OUR VISION: Seek and we shall find.

OUR MISSION: Raising funds to research treatment and seek a cure for Friedreich’s ataxia.

HOW IT BEGAN

Seek A Miracle (SAM/MDA) was founded in October 1994 by Rochelle Litke. That year, her 16-year-old daughter Samantha, received the grim diagnosis of an incurable, genetic neuromuscular disease called Friedreich’s ataxia (FA). Unable to stand by and watch her daughter’s body be ravaged by a disease without treatment or cure, she became a woman with a mission. Her passionate quest was to help find solace for children and adult sufferers with FA. After much research, Rochelle learned that in the United States not a single nonprofit organization existed that raised funds for the sole benefit of FA research. Her passion ignited, she decided she would create one herself. And so, Seek A Miracle (SAM) was born, soon joining forces with the Muscular Dystrophy Association (MDA). MDA allocated an account specifically for SAM and the express use of its funds for the research of this disease. Over the years, individuals and families have joined the SAM, holding walk-a-thins, bike rides, bowl-a-thons, bakes sales and more to benefit SAM. Other non-profits have joined with us, including the Friedreich’s Ataxia Research Alliance (FARA) at the National Institute of Health in Washington, D.C. Since the creation of SAM in 1994, over $1.3 million have been raised solely for the sake of FA research. Seek A Miracle/MDA does not employ any paid staff and 100% of monies go to seeking a cure through grants to doctors and researchers worldwide.
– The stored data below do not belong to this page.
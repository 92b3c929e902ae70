use crate::shared::entity::ID;
use chrono::{DateTime, Duration, Utc};
use serde::{Deserialize, Serialize};
use std::{fmt::Display, str::FromStr};

#[derive(Debug, Clone, Copy, PartialEq, Eq, Hash, Serialize, Deserialize)]
#[serde(rename_all = "camelCase")]
pub enum ReminderKind {
    DayBefore,
    HourBefore,
}

impl Display for ReminderKind {
    fn fmt(&self, f: &mut std::fmt::Formatter<'_>) -> std::fmt::Result {
        match self {
            Self::DayBefore => write!(f, "day"),
            Self::HourBefore => write!(f, "hour"),
        }
    }
}

impl FromStr for ReminderKind {
    type Err = anyhow::Error;

    fn from_str(s: &str) -> Result<Self, Self::Err> {
        match s {
            "day" => Ok(Self::DayBefore),
            "hour" => Ok(Self::HourBefore),
            other => Err(anyhow::anyhow!("Unknown reminder kind: {}", other)),
        }
    }
}

/// A `NotificationRecord` states that the member was already reminded about
/// the event with the given kind. It is never updated or deleted.
#[derive(Debug, Clone, PartialEq)]
pub struct NotificationRecord {
    pub event_id: ID,
    pub user_id: i64,
    pub kind: ReminderKind,
    pub created_at: DateTime<Utc>,
}

/// Time window around `offset` before an event start during which a reminder
/// of `kind` may be sent.
///
/// The width is the retry budget of a reminder: a failed delivery is retried
/// on every poll that still falls inside the band. Narrowing it below a few
/// poll intervals will lose reminders.
#[derive(Debug, Clone, PartialEq)]
pub struct ReminderBand {
    pub kind: ReminderKind,
    pub offset: Duration,
    pub width: Duration,
}

impl ReminderBand {
    /// One hour wide, centered on 24 hours before start
    pub fn day_before() -> Self {
        Self {
            kind: ReminderKind::DayBefore,
            offset: Duration::hours(24),
            width: Duration::hours(1),
        }
    }

    /// Five minutes wide, centered on one hour before start
    pub fn hour_before() -> Self {
        Self {
            kind: ReminderKind::HourBefore,
            offset: Duration::hours(1),
            width: Duration::minutes(5),
        }
    }

    pub fn earliest(&self) -> Duration {
        self.offset - self.width / 2
    }

    pub fn latest(&self) -> Duration {
        self.offset + self.width / 2
    }

    /// Whether `time_until_start` lies inside the band, edges included
    pub fn contains(&self, time_until_start: Duration) -> bool {
        time_until_start >= self.earliest() && time_until_start <= self.latest()
    }
}

pub fn default_reminder_bands() -> Vec<ReminderBand> {
    vec![ReminderBand::day_before(), ReminderBand::hour_before()]
}

/// Reminder kinds that are due for an event starting at `start_time`
pub fn due_reminders(
    bands: &[ReminderBand],
    start_time: DateTime<Utc>,
    now: DateTime<Utc>,
) -> Vec<ReminderKind> {
    let time_until_start = start_time - now;
    bands
        .iter()
        .filter(|band| band.contains(time_until_start))
        .map(|band| band.kind)
        .collect()
}
use super::IPassRepo;
use chrono::{DateTime, Utc};
use passgate_domain::{Pass, PassStatus, Requester, ID};
use sqlx::{types::Uuid, FromRow, PgPool};
use std::convert::TryFrom;

pub struct PostgresPassRepo {
    pool: PgPool,
}

impl PostgresPassRepo {
    pub fn new(pool: PgPool) -> Self {
        Self { pool }
    }
}

#[derive(Debug, FromRow)]
struct PassRaw {
    pass_uid: Uuid,
    event_uid: Uuid,
    user_id: i64,
    pass_type: String,
    status: String,
    requester_kind: String,
    requester_id: String,
    reason: String,
    scheduled_at: DateTime<Utc>,
    sent_at: Option<DateTime<Utc>>,
    email_sent: bool,
    chat_sent: bool,
}

impl TryFrom<PassRaw> for Pass {
    type Error = anyhow::Error;

    fn try_from(p: PassRaw) -> anyhow::Result<Self> {
        Ok(Self {
            id: p.pass_uid.into(),
            event_id: p.event_uid.into(),
            user_id: p.user_id,
            pass_type: p.pass_type.parse()?,
            status: p.status.parse()?,
            requester: Requester {
                kind: p.requester_kind.parse()?,
                id: p.requester_id,
            },
            reason: p.reason,
            scheduled_at: p.scheduled_at,
            sent_at: p.sent_at,
            email_sent: p.email_sent,
            chat_sent: p.chat_sent,
        })
    }
}

fn into_passes(raw: Vec<PassRaw>) -> anyhow::Result<Vec<Pass>> {
    raw.into_iter().map(Pass::try_from).collect()
}

#[async_trait::async_trait]
impl IPassRepo for PostgresPassRepo {
    async fn insert_if_absent(&self, pass: &Pass) -> anyhow::Result<bool> {
        let res = sqlx::query(
            r#"
            INSERT INTO passes(
                pass_uid,
                event_uid,
                user_id,
                pass_type,
                status,
                requester_kind,
                requester_id,
                reason,
                scheduled_at,
                sent_at,
                email_sent,
                chat_sent
            )
            VALUES($1, $2, $3, $4, $5, $6, $7, $8, $9, $10, $11, $12)
            ON CONFLICT (event_uid, user_id) DO NOTHING
            "#,
        )
        .bind(pass.id.inner_ref())
        .bind(pass.event_id.inner_ref())
        .bind(pass.user_id)
        .bind(pass.pass_type.to_string())
        .bind(pass.status.to_string())
        .bind(pass.requester.kind.to_string())
        .bind(&pass.requester.id)
        .bind(&pass.reason)
        .bind(pass.scheduled_at)
        .bind(pass.sent_at)
        .bind(pass.email_sent)
        .bind(pass.chat_sent)
        .execute(&self.pool)
        .await?;

        Ok(res.rows_affected() == 1)
    }

    async fn find(&self, pass_id: &ID) -> anyhow::Result<Option<Pass>> {
        sqlx::query_as::<_, PassRaw>("SELECT * FROM passes WHERE pass_uid = $1")
            .bind(pass_id.inner_ref())
            .fetch_optional(&self.pool)
            .await?
            .map(Pass::try_from)
            .transpose()
    }

    async fn find_active(&self, event_id: &ID, user_id: i64) -> anyhow::Result<Option<Pass>> {
        sqlx::query_as::<_, PassRaw>(
            "SELECT * FROM passes WHERE event_uid = $1 AND user_id = $2",
        )
        .bind(event_id.inner_ref())
        .bind(user_id)
        .fetch_optional(&self.pool)
        .await?
        .map(Pass::try_from)
        .transpose()
    }

    async fn find_due_unsent(&self, now: DateTime<Utc>) -> anyhow::Result<Vec<Pass>> {
        let raw = sqlx::query_as::<_, PassRaw>(
            r#"
            SELECT * FROM passes
            WHERE status = $1 AND scheduled_at <= $2
            ORDER BY scheduled_at
            "#,
        )
        .bind(PassStatus::Pending.to_string())
        .bind(now)
        .fetch_all(&self.pool)
        .await?;
        into_passes(raw)
    }

    async fn mark_sent(
        &self,
        pass_ids: &[ID],
        sent_at: DateTime<Utc>,
        email_sent: bool,
        chat_sent: bool,
    ) -> anyhow::Result<()> {
        if pass_ids.is_empty() {
            return Ok(());
        }
        let ids = pass_ids.iter().map(|id| *id.inner_ref()).collect::<Vec<_>>();
        sqlx::query(
            r#"
            UPDATE passes SET
                status = $2,
                sent_at = $3,
                email_sent = $4,
                chat_sent = $5
            WHERE pass_uid = ANY($1)
            "#,
        )
        .bind(&ids)
        .bind(PassStatus::Sent.to_string())
        .bind(sent_at)
        .bind(email_sent)
        .bind(chat_sent)
        .execute(&self.pool)
        .await?;
        Ok(())
    }

    async fn delete_pending(&self, event_id: &ID, user_id: i64) -> anyhow::Result<Option<Pass>> {
        sqlx::query_as::<_, PassRaw>(
            r#"
            DELETE FROM passes
            WHERE event_uid = $1 AND user_id = $2 AND status = $3
            RETURNING *
            "#,
        )
        .bind(event_id.inner_ref())
        .bind(user_id)
        .bind(PassStatus::Pending.to_string())
        .fetch_optional(&self.pool)
        .await?
        .map(Pass::try_from)
        .transpose()
    }
}
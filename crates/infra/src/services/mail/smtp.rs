use super::{IMailer, OutgoingMail};
use crate::config::SmtpConfig;
use lettre::message::header::ContentType;
use lettre::message::{Attachment, MultiPart, SinglePart};
use lettre::transport::smtp::authentication::Credentials;
use lettre::{AsyncSmtpTransport, AsyncTransport, Message, Tokio1Executor};

/// Sends mail through an SMTP relay
pub struct SmtpMailer {
    transport: AsyncSmtpTransport<Tokio1Executor>,
    from: String,
}

impl SmtpMailer {
    pub fn new(config: &SmtpConfig) -> anyhow::Result<Self> {
        let mut builder = AsyncSmtpTransport::<Tokio1Executor>::relay(&config.host)?.port(config.port);
        if !config.username.is_empty() {
            builder = builder.credentials(Credentials::new(
                config.username.clone(),
                config.password.clone(),
            ));
        }
        Ok(Self {
            transport: builder.build(),
            from: config.from.clone(),
        })
    }

    fn build_message(&self, mail: &OutgoingMail) -> anyhow::Result<Message> {
        let builder = Message::builder()
            .from(self.from.parse()?)
            .to(mail.to.parse()?)
            .subject(mail.subject.clone());

        let message = match &mail.attachment {
            Some(attachment) => {
                let content_type = ContentType::parse(&attachment.content_type)
                    .map_err(|e| anyhow::anyhow!("Invalid attachment content type: {}", e))?;
                builder.multipart(
                    MultiPart::mixed()
                        .singlepart(SinglePart::plain(mail.body.clone()))
                        .singlepart(
                            Attachment::new(attachment.file_name.clone())
                                .body(attachment.content.clone(), content_type),
                        ),
                )?
            }
            None => builder.header(ContentType::TEXT_PLAIN).body(mail.body.clone())?,
        };
        Ok(message)
    }
}

#[async_trait::async_trait]
impl IMailer for SmtpMailer {
    async fn send(&self, mail: &OutgoingMail) -> anyhow::Result<()> {
        let message = self.build_message(mail)?;
        self.transport.send(message).await?;
        Ok(())
    }
}
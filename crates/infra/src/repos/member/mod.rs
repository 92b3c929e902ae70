mod inmemory;
mod postgres;

pub use inmemory::InMemoryMemberRepo;
use passgate_domain::Member;
pub use postgres::PostgresMemberRepo;

/// The member directory, owned by account management
#[async_trait::async_trait]
pub trait IMemberRepo: Send + Sync {
    /// Inserts or replaces the member with the same id
    async fn save(&self, member: &Member) -> anyhow::Result<()>;
    async fn find(&self, user_id: i64) -> anyhow::Result<Option<Member>>;
    async fn find_many(&self, user_ids: &[i64]) -> anyhow::Result<Vec<Member>>;
}
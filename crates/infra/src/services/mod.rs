mod chat;
mod mail;

pub use chat::{
    ChatDelivery, HttpChatChannel, IChatChannel, InMemoryChatChannel, InMemoryChatDelivery,
};
pub use mail::{IMailer, InMemoryMailer, MailAttachment, OutgoingMail, SmtpMailer};
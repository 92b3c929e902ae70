use actix_web::{web, HttpResponse};
use passgate_api_structs::get_service_health::*;
use passgate_infra::PassgateContext;

async fn status(ctx: web::Data<PassgateContext>) -> HttpResponse {
    HttpResponse::Ok().json(APIResponse {
        message: "Passgate is up".into(),
        active_dispatch_profiles: ctx
            .config
            .dispatch_profiles
            .iter()
            .filter(|p| p.active)
            .map(|p| p.name.clone())
            .collect(),
        timezone: ctx.config.timezone.name().to_string(),
    })
}

pub fn configure_routes(cfg: &mut web::ServiceConfig) {
    cfg.route("/", web::get().to(status));
}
Unexpectedly, our founder Rochelle Litke, passed away December 23, 2004, from complication following a stroke. My name is Samantha Litke. I am Rochelle’s daughter, I have FA and I have taken over as president/chairwoman of the organization. Her legacy lives on in all of us as we continue to seek this miracle.

SAMANTHA’S STORY

At the age of eight, the first signs of FA appeared in the form of poor coordination. My first diagnosis, of scoliosis (typical in FA) came at age 12. I was told I'd grow out of it. By my early teens my walking began to look like I was drunk and having no explanation for it, I was refeered to a pediatric neurologist. The doctor performed a series of blood tests, an EMG, and a nerve conduction study test, and came to the conclusion of Friedreich's ataxia. We were told there was no cure or treatment and that I'd more than likely be dead by 21. After he said that big scary word, the doctor said that FA is a form of muscular dystrophy. I then spoke the only words that day to the doctor...

"So, you're telling me I'm one of Jerry's kids?"
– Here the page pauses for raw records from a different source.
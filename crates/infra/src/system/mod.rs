use chrono::{DateTime, Utc};

// Mocking out time so that it is possible to run tests that depend on time.
pub trait ISys: Send + Sync {
    /// The current time
    fn now(&self) -> DateTime<Utc>;

    fn get_timestamp_millis(&self) -> i64 {
        self.now().timestamp_millis()
    }
}

/// System that gets the real time and is used when not testing
pub struct RealSys {}
impl ISys for RealSys {
    fn now(&self) -> DateTime<Utc> {
        Utc::now()
    }
}
use super::{ChatDelivery, IChatChannel};
use passgate_domain::MembershipStatus;
use std::collections::{HashMap, HashSet};
use std::sync::{Mutex, MutexGuard};
use std::time::Duration;

#[derive(Debug, Clone, PartialEq)]
pub struct InMemoryChatDelivery {
    pub chat_id: i64,
    pub delivery: ChatDelivery,
}

/// Chat channel that keeps every delivery in memory. Used by tests and
/// local runs without a bot token.
#[derive(Default)]
pub struct InMemoryChatChannel {
    deliveries: Mutex<Vec<InMemoryChatDelivery>>,
    failing_chats: Mutex<HashSet<i64>>,
    memberships: Mutex<HashMap<(i64, i64), MembershipStatus>>,
    delay: Mutex<Option<Duration>>,
}

fn lock<T>(m: &Mutex<T>) -> MutexGuard<'_, T> {
    m.lock().unwrap_or_else(|poisoned| poisoned.into_inner())
}

impl InMemoryChatChannel {
    pub fn new() -> Self {
        Self::default()
    }

    /// Every delivery to `chat_id` fails from now on
    pub fn fail_for(&self, chat_id: i64) {
        lock(&self.failing_chats).insert(chat_id);
    }

    pub fn recover(&self, chat_id: i64) {
        lock(&self.failing_chats).remove(&chat_id);
    }

    /// Every delivery waits `delay` before it completes
    pub fn set_delay(&self, delay: Option<Duration>) {
        *lock(&self.delay) = delay;
    }

    pub fn set_membership(&self, channel_id: i64, user_id: i64, status: MembershipStatus) {
        lock(&self.memberships).insert((channel_id, user_id), status);
    }

    pub fn deliveries(&self) -> Vec<InMemoryChatDelivery> {
        lock(&self.deliveries).clone()
    }

    pub fn deliveries_to(&self, chat_id: i64) -> Vec<ChatDelivery> {
        lock(&self.deliveries)
            .iter()
            .filter(|d| d.chat_id == chat_id)
            .map(|d| d.delivery.clone())
            .collect()
    }

    async fn deliver(&self, chat_id: i64, delivery: ChatDelivery) -> anyhow::Result<()> {
        let delay = *lock(&self.delay);
        if let Some(delay) = delay {
            tokio::time::sleep(delay).await;
        }
        if lock(&self.failing_chats).contains(&chat_id) {
            return Err(anyhow::anyhow!("Chat {} is unreachable", chat_id));
        }
        lock(&self.deliveries).push(InMemoryChatDelivery { chat_id, delivery });
        Ok(())
    }
}

#[async_trait::async_trait]
impl IChatChannel for InMemoryChatChannel {
    async fn send_message(&self, chat_id: i64, text: &str) -> anyhow::Result<()> {
        self.deliver(
            chat_id,
            ChatDelivery::Message {
                text: text.to_string(),
            },
        )
        .await
    }

    async fn send_document(
        &self,
        chat_id: i64,
        file_name: &str,
        content: Vec<u8>,
        caption: &str,
    ) -> anyhow::Result<()> {
        self.deliver(
            chat_id,
            ChatDelivery::Document {
                file_name: file_name.to_string(),
                content,
                caption: caption.to_string(),
            },
        )
        .await
    }

    /// Unknown memberships count as `Left`
    async fn get_membership(
        &self,
        channel_id: i64,
        user_id: i64,
    ) -> anyhow::Result<MembershipStatus> {
        if lock(&self.failing_chats).contains(&channel_id) {
            return Err(anyhow::anyhow!("Chat {} is unreachable", channel_id));
        }
        Ok(lock(&self.memberships)
            .get(&(channel_id, user_id))
            .copied()
            .unwrap_or(MembershipStatus::Left))
    }
}

#[cfg(test)]
mod tests {
    use super::*;

    #[tokio::test]
    async fn records_deliveries_and_injected_failures() {
        let chat = InMemoryChatChannel::new();
        chat.fail_for(2);

        assert!(chat.send_message(1, "hello").await.is_ok());
        assert!(chat.send_message(2, "hello").await.is_err());
        assert_eq!(
            chat.deliveries_to(1),
            vec![ChatDelivery::Message {
                text: "hello".into()
            }]
        );
        assert!(chat.deliveries_to(2).is_empty());

        chat.recover(2);
        assert!(chat.send_message(2, "again").await.is_ok());
        assert_eq!(chat.deliveries().len(), 2);
    }

    #[tokio::test]
    async fn unknown_membership_is_left() {
        let chat = InMemoryChatChannel::new();
        chat.set_membership(-100, 1, MembershipStatus::Administrator);
        assert_eq!(
            chat.get_membership(-100, 1).await.unwrap(),
            MembershipStatus::Administrator
        );
        assert_eq!(chat.get_membership(-100, 2).await.unwrap(), MembershipStatus::Left);
    }
}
"Yes," he replied, and out the door I went.

I drove to the library and in all the books and periodicals there were jus two lines of information about my disease to be found. I was frustrated! That night my mom, dad, little sister and I sat down and cried together. My mom was never one to sit on the sidelines. She wanted to be in the game and not just in it, she wanted to be the quarterback. She knew the cure was out there and if anyone could find it would be her! That is how SAM/MDA came about.

We eventually made it across the country from California to New Jersey, Cherry Hill to be exact. I like New Jersey, although the weather plays a number on my body with aches and pains, but it’s beautiful. I graduated high school here and began going to a community college. I blew out the candles on my 21st birthday surrounded by loved ones and far from the place that neurologist expected me to be. FA slowly but gradually took its toll, and I needed the assistance of a walker. When I was 23, I had a total spinal fusion surgery with several months in rehab. I got through it but it meant that I would now be confined to a wheelchair. Now at 27, I am  married without children yet, I don't drive, but I live everyday to the fullest,  taking each one at a time.